Collected data –
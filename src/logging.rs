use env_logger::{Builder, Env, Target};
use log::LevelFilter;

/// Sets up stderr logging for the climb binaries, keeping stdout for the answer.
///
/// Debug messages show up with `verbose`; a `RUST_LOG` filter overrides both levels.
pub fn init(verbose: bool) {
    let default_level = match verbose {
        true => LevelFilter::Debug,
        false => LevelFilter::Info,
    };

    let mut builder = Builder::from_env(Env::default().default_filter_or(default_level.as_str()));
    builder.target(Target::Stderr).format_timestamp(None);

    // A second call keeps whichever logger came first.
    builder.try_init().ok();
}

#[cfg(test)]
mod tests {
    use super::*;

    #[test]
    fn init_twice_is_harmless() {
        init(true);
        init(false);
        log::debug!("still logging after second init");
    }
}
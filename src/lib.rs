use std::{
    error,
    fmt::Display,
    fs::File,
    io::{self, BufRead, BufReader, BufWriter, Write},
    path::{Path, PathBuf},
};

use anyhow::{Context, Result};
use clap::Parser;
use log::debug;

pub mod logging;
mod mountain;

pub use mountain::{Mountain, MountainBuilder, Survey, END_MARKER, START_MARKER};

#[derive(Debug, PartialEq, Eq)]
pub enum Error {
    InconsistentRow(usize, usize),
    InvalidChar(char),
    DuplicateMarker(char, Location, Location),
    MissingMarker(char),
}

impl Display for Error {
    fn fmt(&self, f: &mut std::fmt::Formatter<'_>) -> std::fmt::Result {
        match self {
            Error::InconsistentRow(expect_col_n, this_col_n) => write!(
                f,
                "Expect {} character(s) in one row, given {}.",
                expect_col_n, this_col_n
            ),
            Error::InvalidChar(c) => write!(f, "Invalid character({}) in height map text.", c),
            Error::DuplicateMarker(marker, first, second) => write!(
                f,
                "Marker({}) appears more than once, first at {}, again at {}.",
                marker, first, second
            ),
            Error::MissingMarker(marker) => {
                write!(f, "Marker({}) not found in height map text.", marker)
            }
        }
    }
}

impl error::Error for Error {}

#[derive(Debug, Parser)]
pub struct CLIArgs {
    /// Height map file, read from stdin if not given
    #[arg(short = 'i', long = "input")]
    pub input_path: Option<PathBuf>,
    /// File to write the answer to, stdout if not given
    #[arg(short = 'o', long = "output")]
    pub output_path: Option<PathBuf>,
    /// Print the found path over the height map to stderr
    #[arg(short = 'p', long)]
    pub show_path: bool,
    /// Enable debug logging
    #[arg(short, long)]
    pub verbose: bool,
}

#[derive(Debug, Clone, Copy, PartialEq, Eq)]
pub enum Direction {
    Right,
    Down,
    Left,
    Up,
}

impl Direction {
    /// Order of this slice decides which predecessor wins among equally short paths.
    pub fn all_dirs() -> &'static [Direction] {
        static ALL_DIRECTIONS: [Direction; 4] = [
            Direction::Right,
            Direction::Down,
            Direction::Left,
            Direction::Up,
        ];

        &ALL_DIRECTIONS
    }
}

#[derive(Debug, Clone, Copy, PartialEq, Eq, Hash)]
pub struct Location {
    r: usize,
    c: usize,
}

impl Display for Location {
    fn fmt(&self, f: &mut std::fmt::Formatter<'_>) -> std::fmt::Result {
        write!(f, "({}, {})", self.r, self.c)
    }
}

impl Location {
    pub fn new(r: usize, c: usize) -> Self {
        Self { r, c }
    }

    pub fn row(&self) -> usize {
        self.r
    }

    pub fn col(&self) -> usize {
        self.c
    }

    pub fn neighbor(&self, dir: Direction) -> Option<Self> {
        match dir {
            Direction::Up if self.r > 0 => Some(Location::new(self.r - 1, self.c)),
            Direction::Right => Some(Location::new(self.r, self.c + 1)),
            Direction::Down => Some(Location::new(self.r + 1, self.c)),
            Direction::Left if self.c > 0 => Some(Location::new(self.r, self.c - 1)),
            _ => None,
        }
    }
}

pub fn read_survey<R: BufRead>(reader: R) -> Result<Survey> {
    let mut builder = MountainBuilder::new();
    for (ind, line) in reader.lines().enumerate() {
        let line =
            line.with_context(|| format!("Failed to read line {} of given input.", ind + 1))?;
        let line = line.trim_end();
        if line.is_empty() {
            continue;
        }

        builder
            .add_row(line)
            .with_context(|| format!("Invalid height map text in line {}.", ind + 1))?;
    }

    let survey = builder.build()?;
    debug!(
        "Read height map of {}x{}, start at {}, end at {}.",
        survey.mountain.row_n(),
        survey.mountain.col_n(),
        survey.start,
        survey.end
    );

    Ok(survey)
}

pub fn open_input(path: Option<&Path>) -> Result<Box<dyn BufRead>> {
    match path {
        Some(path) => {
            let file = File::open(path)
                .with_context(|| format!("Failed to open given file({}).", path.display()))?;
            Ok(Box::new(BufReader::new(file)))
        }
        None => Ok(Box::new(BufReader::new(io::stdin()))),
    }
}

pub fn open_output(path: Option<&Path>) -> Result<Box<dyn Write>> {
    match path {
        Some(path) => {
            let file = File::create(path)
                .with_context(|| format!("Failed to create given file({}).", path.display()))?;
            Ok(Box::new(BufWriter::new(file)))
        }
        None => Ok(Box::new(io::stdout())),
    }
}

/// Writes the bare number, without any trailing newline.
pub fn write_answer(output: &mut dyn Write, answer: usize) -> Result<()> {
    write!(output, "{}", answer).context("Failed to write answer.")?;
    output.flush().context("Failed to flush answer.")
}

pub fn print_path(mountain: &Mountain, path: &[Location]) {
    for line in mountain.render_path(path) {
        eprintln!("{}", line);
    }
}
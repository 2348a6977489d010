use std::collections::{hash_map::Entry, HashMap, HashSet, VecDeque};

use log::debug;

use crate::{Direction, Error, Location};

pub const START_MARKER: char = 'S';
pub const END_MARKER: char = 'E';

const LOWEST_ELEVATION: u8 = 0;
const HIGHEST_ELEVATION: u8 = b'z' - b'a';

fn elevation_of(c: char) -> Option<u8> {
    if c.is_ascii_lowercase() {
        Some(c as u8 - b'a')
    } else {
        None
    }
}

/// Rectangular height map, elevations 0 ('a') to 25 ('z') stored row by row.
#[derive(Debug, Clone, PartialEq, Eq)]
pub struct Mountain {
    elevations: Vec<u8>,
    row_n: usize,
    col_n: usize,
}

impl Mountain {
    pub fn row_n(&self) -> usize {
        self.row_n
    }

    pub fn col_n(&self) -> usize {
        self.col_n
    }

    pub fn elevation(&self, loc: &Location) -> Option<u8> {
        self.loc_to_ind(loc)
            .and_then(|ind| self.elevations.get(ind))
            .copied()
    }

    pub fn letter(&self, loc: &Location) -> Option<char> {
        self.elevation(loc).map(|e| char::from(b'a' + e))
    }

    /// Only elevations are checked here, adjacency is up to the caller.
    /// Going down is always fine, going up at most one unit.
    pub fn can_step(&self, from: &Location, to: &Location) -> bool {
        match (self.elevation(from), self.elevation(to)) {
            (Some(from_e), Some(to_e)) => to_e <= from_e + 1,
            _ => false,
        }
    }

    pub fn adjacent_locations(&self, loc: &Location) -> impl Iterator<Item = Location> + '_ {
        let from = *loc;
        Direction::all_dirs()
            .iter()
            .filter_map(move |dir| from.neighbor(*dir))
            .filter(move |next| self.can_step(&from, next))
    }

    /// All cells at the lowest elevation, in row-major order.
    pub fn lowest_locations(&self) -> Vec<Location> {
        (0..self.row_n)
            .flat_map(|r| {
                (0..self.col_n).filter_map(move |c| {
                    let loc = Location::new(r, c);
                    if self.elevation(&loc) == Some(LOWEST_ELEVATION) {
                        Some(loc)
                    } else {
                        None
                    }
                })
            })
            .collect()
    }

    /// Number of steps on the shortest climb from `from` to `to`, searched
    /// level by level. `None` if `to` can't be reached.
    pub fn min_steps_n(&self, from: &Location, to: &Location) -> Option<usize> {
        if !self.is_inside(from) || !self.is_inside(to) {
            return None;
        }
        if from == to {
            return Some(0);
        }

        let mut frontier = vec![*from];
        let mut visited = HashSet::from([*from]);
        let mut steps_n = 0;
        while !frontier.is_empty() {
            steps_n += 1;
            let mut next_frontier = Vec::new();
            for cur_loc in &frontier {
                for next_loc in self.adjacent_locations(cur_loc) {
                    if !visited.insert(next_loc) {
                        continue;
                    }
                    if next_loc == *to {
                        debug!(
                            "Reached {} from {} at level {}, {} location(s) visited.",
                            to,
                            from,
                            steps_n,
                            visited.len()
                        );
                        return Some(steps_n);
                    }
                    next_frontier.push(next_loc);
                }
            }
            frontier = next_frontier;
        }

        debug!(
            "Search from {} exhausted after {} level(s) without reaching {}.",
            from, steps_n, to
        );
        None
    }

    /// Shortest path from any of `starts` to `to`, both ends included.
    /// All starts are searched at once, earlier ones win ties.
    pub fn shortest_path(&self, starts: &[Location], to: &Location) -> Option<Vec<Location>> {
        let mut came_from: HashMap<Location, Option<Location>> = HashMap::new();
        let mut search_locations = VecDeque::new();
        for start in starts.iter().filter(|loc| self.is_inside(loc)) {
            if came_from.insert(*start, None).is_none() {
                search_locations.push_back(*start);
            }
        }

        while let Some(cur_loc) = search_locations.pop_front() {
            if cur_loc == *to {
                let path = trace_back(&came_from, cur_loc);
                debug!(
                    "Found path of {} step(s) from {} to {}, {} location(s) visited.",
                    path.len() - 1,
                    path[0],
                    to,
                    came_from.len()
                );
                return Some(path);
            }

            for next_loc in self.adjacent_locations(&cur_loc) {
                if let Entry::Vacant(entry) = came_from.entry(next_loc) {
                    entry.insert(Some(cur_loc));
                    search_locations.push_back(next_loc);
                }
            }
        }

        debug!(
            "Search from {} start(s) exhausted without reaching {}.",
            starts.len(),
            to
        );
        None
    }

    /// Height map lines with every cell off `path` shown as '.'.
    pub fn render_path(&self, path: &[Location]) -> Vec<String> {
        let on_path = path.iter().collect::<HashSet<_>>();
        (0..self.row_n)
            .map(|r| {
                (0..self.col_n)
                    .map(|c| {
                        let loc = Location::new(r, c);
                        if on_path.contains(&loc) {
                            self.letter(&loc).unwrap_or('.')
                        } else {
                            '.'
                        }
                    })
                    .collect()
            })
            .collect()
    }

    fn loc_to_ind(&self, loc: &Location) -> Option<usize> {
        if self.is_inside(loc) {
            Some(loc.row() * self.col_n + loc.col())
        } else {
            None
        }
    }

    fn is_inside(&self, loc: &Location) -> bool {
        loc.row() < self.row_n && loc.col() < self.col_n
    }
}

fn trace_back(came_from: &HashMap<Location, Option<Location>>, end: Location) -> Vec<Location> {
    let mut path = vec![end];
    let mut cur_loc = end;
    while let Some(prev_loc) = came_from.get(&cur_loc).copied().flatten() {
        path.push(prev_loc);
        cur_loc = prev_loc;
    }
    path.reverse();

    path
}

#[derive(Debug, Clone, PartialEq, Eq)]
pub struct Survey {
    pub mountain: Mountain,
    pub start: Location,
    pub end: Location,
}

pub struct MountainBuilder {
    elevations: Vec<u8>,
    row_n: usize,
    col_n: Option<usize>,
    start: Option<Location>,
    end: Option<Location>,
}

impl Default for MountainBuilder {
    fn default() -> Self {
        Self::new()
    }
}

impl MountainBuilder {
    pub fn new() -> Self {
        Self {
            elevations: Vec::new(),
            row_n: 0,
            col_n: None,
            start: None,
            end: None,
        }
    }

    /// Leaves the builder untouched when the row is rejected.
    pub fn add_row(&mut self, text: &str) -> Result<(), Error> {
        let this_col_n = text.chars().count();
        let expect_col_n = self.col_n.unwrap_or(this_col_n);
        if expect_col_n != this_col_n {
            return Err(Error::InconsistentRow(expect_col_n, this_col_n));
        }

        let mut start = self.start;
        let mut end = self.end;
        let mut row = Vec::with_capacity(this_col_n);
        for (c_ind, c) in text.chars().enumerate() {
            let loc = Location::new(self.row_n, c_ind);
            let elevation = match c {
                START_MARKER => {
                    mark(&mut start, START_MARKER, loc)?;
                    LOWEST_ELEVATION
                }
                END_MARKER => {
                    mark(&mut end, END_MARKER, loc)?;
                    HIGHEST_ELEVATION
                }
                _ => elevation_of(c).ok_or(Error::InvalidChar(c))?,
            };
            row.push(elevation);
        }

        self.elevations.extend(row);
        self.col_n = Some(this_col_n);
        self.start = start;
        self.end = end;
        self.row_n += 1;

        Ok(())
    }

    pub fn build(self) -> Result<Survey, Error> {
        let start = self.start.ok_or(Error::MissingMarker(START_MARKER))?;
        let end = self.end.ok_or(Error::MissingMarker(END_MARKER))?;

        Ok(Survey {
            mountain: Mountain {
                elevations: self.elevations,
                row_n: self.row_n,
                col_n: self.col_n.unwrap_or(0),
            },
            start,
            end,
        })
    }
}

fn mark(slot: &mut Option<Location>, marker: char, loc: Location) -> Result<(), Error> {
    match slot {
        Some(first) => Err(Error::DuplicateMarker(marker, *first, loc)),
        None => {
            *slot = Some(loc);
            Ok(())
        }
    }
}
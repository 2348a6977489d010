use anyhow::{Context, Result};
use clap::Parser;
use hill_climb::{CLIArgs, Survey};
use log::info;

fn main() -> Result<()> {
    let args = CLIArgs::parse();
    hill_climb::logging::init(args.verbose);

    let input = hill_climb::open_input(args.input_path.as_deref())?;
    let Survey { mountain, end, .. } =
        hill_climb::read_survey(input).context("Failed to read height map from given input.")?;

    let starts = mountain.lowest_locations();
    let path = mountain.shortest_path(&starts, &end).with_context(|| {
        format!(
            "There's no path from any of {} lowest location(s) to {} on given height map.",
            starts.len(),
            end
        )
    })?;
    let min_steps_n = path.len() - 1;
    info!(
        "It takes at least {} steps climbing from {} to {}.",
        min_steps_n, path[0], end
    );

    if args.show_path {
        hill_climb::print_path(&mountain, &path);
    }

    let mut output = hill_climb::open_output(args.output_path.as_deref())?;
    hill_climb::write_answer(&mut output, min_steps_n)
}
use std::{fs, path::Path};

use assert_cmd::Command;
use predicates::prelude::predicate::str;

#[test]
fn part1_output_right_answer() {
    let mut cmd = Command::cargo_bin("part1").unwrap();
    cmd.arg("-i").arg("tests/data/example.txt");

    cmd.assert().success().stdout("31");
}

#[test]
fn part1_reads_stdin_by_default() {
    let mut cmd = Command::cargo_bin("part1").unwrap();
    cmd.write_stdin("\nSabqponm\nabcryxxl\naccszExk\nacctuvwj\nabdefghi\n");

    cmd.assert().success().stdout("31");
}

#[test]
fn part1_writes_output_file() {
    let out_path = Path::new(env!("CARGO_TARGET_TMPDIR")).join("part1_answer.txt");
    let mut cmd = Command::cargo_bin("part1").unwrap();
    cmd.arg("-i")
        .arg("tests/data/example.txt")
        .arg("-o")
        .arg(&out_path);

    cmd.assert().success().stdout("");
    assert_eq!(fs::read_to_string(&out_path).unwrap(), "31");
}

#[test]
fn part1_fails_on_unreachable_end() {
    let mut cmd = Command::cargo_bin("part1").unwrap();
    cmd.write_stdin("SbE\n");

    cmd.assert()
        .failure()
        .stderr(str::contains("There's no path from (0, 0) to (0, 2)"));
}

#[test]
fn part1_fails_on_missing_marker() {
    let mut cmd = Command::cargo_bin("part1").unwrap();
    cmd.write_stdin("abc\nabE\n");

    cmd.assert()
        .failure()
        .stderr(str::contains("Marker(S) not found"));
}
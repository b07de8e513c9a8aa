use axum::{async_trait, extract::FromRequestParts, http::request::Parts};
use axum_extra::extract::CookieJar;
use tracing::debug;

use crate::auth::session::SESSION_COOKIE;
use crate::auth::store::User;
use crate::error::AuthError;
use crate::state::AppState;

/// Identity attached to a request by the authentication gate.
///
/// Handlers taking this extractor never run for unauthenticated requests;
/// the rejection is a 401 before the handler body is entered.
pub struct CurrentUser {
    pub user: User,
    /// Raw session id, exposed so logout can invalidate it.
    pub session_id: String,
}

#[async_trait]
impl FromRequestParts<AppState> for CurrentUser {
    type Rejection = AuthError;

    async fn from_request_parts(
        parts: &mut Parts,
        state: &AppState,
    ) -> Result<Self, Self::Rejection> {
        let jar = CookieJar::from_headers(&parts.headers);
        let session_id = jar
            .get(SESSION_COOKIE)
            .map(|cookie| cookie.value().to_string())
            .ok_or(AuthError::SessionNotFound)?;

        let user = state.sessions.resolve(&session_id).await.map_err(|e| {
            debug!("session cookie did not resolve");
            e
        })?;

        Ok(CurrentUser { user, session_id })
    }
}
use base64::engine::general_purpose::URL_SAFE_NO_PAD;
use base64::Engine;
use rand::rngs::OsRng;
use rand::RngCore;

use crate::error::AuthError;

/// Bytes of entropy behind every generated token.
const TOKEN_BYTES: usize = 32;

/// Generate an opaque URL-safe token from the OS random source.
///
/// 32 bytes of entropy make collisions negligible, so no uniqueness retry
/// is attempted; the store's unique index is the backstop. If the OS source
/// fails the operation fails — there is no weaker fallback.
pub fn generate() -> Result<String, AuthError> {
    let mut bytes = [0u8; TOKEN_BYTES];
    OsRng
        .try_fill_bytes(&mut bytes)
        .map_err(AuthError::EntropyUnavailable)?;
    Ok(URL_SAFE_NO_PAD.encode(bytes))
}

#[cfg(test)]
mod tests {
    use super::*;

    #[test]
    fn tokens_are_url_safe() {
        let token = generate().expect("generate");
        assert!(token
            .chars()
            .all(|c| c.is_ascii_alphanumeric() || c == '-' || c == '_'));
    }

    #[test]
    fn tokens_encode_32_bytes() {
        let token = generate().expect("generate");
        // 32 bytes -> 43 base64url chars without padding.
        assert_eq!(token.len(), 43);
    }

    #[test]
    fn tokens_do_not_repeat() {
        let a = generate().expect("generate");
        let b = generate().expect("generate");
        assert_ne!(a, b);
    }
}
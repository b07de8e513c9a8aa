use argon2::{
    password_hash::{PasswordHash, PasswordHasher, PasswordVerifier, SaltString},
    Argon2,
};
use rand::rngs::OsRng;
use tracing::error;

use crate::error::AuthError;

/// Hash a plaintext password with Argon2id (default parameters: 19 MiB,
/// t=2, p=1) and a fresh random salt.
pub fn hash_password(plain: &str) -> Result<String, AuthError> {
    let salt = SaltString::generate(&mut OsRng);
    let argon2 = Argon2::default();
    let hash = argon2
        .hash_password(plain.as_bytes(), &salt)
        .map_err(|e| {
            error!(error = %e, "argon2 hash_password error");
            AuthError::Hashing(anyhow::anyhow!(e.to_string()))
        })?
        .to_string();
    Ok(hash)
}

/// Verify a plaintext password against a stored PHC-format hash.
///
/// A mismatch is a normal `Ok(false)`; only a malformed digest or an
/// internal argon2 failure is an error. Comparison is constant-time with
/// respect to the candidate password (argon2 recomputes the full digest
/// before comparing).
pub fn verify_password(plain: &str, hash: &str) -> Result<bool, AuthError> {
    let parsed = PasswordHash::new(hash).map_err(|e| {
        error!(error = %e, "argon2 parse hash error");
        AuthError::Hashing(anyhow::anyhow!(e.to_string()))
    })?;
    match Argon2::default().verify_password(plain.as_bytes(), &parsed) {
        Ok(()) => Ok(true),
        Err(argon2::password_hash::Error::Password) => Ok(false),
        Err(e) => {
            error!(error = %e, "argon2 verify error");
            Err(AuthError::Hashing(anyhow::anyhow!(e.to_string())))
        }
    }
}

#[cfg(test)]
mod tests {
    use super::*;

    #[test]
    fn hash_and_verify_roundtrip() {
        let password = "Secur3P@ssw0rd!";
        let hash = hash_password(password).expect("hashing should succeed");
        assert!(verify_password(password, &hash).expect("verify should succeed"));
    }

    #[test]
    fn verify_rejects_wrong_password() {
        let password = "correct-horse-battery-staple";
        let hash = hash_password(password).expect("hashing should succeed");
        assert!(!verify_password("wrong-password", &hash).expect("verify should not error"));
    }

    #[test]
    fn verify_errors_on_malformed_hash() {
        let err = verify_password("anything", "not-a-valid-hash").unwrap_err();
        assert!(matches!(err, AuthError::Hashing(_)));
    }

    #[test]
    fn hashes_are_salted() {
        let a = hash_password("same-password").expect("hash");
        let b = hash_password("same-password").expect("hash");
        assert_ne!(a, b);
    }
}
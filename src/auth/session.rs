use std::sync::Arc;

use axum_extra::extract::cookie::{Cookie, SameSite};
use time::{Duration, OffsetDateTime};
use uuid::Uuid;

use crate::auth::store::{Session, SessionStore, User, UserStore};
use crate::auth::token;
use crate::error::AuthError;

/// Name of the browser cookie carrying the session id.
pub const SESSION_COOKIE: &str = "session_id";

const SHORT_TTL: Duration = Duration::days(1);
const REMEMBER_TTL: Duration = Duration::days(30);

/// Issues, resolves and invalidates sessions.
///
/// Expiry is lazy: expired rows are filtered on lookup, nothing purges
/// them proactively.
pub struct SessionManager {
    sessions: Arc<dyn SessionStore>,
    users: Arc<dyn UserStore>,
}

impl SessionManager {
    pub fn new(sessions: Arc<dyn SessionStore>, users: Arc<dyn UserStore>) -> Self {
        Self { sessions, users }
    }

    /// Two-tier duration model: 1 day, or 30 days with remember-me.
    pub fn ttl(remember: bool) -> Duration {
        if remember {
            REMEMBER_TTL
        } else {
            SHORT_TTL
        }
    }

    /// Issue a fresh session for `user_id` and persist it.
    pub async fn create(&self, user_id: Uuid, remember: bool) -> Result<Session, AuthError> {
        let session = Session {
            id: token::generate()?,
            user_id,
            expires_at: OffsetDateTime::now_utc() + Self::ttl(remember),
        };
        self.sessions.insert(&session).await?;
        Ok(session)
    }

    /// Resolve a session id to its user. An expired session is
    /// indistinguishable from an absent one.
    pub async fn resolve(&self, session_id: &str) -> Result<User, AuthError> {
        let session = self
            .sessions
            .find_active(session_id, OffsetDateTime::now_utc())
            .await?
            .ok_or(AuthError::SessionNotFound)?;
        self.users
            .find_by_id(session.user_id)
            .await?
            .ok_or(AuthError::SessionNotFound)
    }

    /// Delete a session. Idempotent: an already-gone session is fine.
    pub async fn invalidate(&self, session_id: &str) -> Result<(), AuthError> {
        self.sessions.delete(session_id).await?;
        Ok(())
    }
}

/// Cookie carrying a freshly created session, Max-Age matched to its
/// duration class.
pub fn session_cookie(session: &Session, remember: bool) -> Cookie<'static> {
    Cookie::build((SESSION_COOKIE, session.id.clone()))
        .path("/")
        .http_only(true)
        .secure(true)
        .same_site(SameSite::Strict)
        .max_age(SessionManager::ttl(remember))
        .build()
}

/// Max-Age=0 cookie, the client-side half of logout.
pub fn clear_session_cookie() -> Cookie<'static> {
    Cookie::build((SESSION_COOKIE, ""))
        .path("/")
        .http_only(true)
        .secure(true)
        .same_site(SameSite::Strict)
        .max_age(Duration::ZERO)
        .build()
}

Problem requirements –
Nothing but a number should be given: the count of lines in the records that contain the word "source".

Completed exercise –
2